Grave symbole farouche, morne
idée nocturne tournoyant dans le chaos.
Frigide Hamlet que rien n’enflamme.
Par ci, par là, rôde cette ombre esseulée,
par ci, par là, noble et taciturne,
(noble, Hyperboréenne, fuyante):
pareille au fantomal Sigismond
passablement métaphysique, lorsqu’il
traverse, intrépide, l’aride sphère.

Grave symbole hargneux.
Grave symbole hargneux, fantôme
vaguant par un voluptueux archipel
—brume légère et criques dans les nuages,
baies et fjords dans les brouillards—.
Grave symbole hermétique: sa prémonition
de l’hôte actuel épouvante,
son aspect de chérubin grisâtre
(chauve-souris du chaos ténébreux)
errant dans l’onde opaline.

Plus lointain que jamais.
Plus lointain que jamais. Plus isolé
qu’une fiction. Pur monstre,
entéléchie et embléme cérébral:
ombre funeste d’exhibition fatale
du Póle antarctique et arctique
—exhumée de quelle caverne?—,
fantôme gris, lucifuge et vaguant
par le fond angoissant, ténébreux,
que secoue un âpre vent des abîmes.

Plus lointain jamais.
Plus lointain jamais. Aveugle, muet,
il sillonne les mers et fend les océans
métaphysiques: mât de chêne
que ne fait ployer la voilure gonflée,
ni ne casse la foudre cruelle de Zeus...,
ni n’est abattu á force d’ennui, peut-être.
Plus lointain jamais. Hargneux, inébranlable.
Il ne descend pas de son poteau insulaire
même si des voix lascives l’appellent.

Jongleur ivre du moûtt classique
vieux et jeune ou de philtres de mort.
Que ce soit Dionysos ou Bacchus.
Bacchus blond ou Dionysos à la tête
frisée noire comme le noir falerne.
Troubadour faiseur de lais érotiques.
Jongleur ivre de bouches ou de vin:
les forces sensuelles me possèdent
—profond amour ou cajolerie féminine
—troubadour, sempiternel amadis.
Je suis saturé de sucs fatals
—arome dense, parfum vaporeux—
de l’absinthe aux reflets opalins.

Cassiopée de lumière qui estompe
le spongieux brouillard, sombre tulle de brume
tendre flocon de neige, fleur d’écume,
voile neigeux et aérien...
Voile neigeux et aérien... La couleur
ambiguë et vague qui s’estompe a peine
lorsqu’elle parait... Cassiopée fugace,
étrange, Ligée vagabonde,
celle d’aujourd’hui, d’hier et de jadis
—parmi les vapeurs léthiferes, déléteres... —

D’azur les yeux de Cassiopée,
Elsa frêle et svelte,
Elsa frêle et svelte, Elsa blonde!
—mais brune est Xatlí, la lointaine—.
Elsa blonde et svelte, Elsa frêle!
Cassiopée dans la mer! Celle qu’Ulysse
eut de la nubile Calypso! Odysseus
de cette légère, précoce Circé
—blonde, éburnéenne et puérile!— Cassiopée
sans souillure —au delta mordoré—.
Neuve Aglaé ni farouche ni facile...
Cassiopée folâtrant dans les flots,
Cassiopée sur la plage! De gueules
ses lèvres humides comme celles d’Yseult!
O Tristan! aux tempes déjá grises!
O Tristan!: scrute bien des yeux:
ne vois-tu pas la nef a l’horizon lointain?

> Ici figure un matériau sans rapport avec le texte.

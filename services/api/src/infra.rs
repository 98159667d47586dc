use metrics_exporter_prometheus::PrometheusHandle;
use serde::Deserialize;
use staff_ledger::api::{HttpStaffApi, SnapshotStaffApi, StaffApi};
use staff_ledger::config::AppConfig;
use staff_ledger::error::AppError;
use staff_ledger::load::load_report;
use staff_ledger::report::{FilterPredicate, PageError, ReportView};
use std::num::NonZeroUsize;
use std::path::Path;
use std::sync::atomic::AtomicBool;
use std::sync::Arc;

#[derive(Clone)]
pub(crate) struct AppState {
    pub(crate) readiness: Arc<AtomicBool>,
    pub(crate) metrics: Arc<PrometheusHandle>,
}

/// Read-only state shared by the report, dashboard and admin handlers.
#[derive(Clone)]
pub(crate) struct LedgerState {
    pub(crate) api: Arc<dyn StaffApi>,
    pub(crate) page_size: NonZeroUsize,
}

/// Which rows of the report to show and how to page them.
#[derive(Debug, Clone, Default, PartialEq, Deserialize)]
#[serde(rename_all = "camelCase")]
pub(crate) struct ReportQuery {
    #[serde(default)]
    pub(crate) filters: Vec<FilterPredicate>,
    #[serde(default)]
    pub(crate) page_index: usize,
    #[serde(default)]
    pub(crate) page_size: Option<usize>,
}

impl ReportQuery {
    /// Reads `page`, `page_size` and repeated `filter=field:operator:value` pairs; other keys are ignored.
    pub(crate) fn from_pairs(pairs: Vec<(String, String)>) -> Result<Self, AppError> {
        let mut query = Self::default();
        for (key, value) in pairs {
            match key.as_str() {
                "filter" => query.filters.push(value.parse()?),
                "page" => query.page_index = parse_count("page", &value)?,
                "page_size" => query.page_size = Some(parse_count("page_size", &value)?),
                _ => {}
            }
        }
        Ok(query)
    }
}

pub(crate) fn parse_filter(raw: &str) -> Result<FilterPredicate, String> {
    raw.parse()
        .map_err(|err| format!("failed to parse filter '{raw}' ({err})"))
}

fn parse_count(name: &'static str, raw: &str) -> Result<usize, PageError> {
    raw.trim().parse().map_err(|_| PageError::NotANumber {
        name,
        value: raw.to_string(),
    })
}

/// Fetches the caller's record and positions the view as `query` asks.
pub(crate) async fn build_report_view(
    api: &dyn StaffApi,
    default_page_size: NonZeroUsize,
    query: ReportQuery,
) -> Result<ReportView, AppError> {
    let page_size = match query.page_size {
        Some(size) => NonZeroUsize::new(size).ok_or(PageError::ZeroPageSize)?,
        None => default_page_size,
    };

    let mut view = load_report(api, page_size).await;
    view.apply_filters(query.filters);
    view.set_page(query.page_index);
    Ok(view)
}

/// A snapshot file when given, otherwise the configured upstream API.
pub(crate) async fn staff_api(
    snapshot: Option<&Path>,
    config: &AppConfig,
) -> Result<Arc<dyn StaffApi>, AppError> {
    match snapshot {
        Some(path) => Ok(Arc::new(SnapshotStaffApi::from_path(path).await?)),
        None => Ok(Arc::new(HttpStaffApi::new(&config.upstream))),
    }
}

#[cfg(test)]
mod tests {
    use super::*;
    use staff_ledger::report::RowField;

    fn pairs(raw: &[(&str, &str)]) -> Vec<(String, String)> {
        raw.iter()
            .map(|(key, value)| (key.to_string(), value.to_string()))
            .collect()
    }

    #[test]
    fn collects_repeated_filters_in_order() {
        let query = ReportQuery::from_pairs(pairs(&[
            ("filter", "description:contains:jan"),
            ("page", "2"),
            ("filter", "date:after:2024-01-01"),
            ("utm_source", "mail"),
        ]))
        .expect("valid query");

        assert_eq!(query.page_index, 2);
        assert_eq!(query.page_size, None);
        assert_eq!(query.filters.len(), 2);
        assert_eq!(query.filters[1].field, RowField::Date);
    }

    #[test]
    fn cli_filters_report_the_offending_text() {
        let err = parse_filter("colour:equals:red").expect_err("unknown field");
        assert!(err.contains("colour:equals:red"));
        assert_eq!(
            parse_filter("withdrawal:equals:5").map(|filter| filter.field),
            Ok(RowField::Withdrawal)
        );
    }

    #[test]
    fn rejects_unparseable_numbers_and_filters() {
        let err = ReportQuery::from_pairs(pairs(&[("page_size", "ten")])).expect_err("bad size");
        assert!(matches!(err, AppError::Page(PageError::NotANumber { .. })));

        let err = ReportQuery::from_pairs(pairs(&[("filter", "date")])).expect_err("bad filter");
        assert!(matches!(err, AppError::Filter(_)));
    }
}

Que l’ardeur trouble ou le désir morbide
embrase le sang, la chair et l’esprit.
Ivre alentour —phalène—.
Ivre alentour —phalène folle des flammes—
tournoye autour du sillon brûlant: Lethé
que le (orsado) sénil vilipende
si avant c’eût été la même vagabonde...
—comme hier Pâris pour Hélène l’hellène,
comme hier Pâris, rival de Romèo...
—O Vie, inspire-moi, offre-moi toujours
l’ardeur trouble et les désirs sans bornes!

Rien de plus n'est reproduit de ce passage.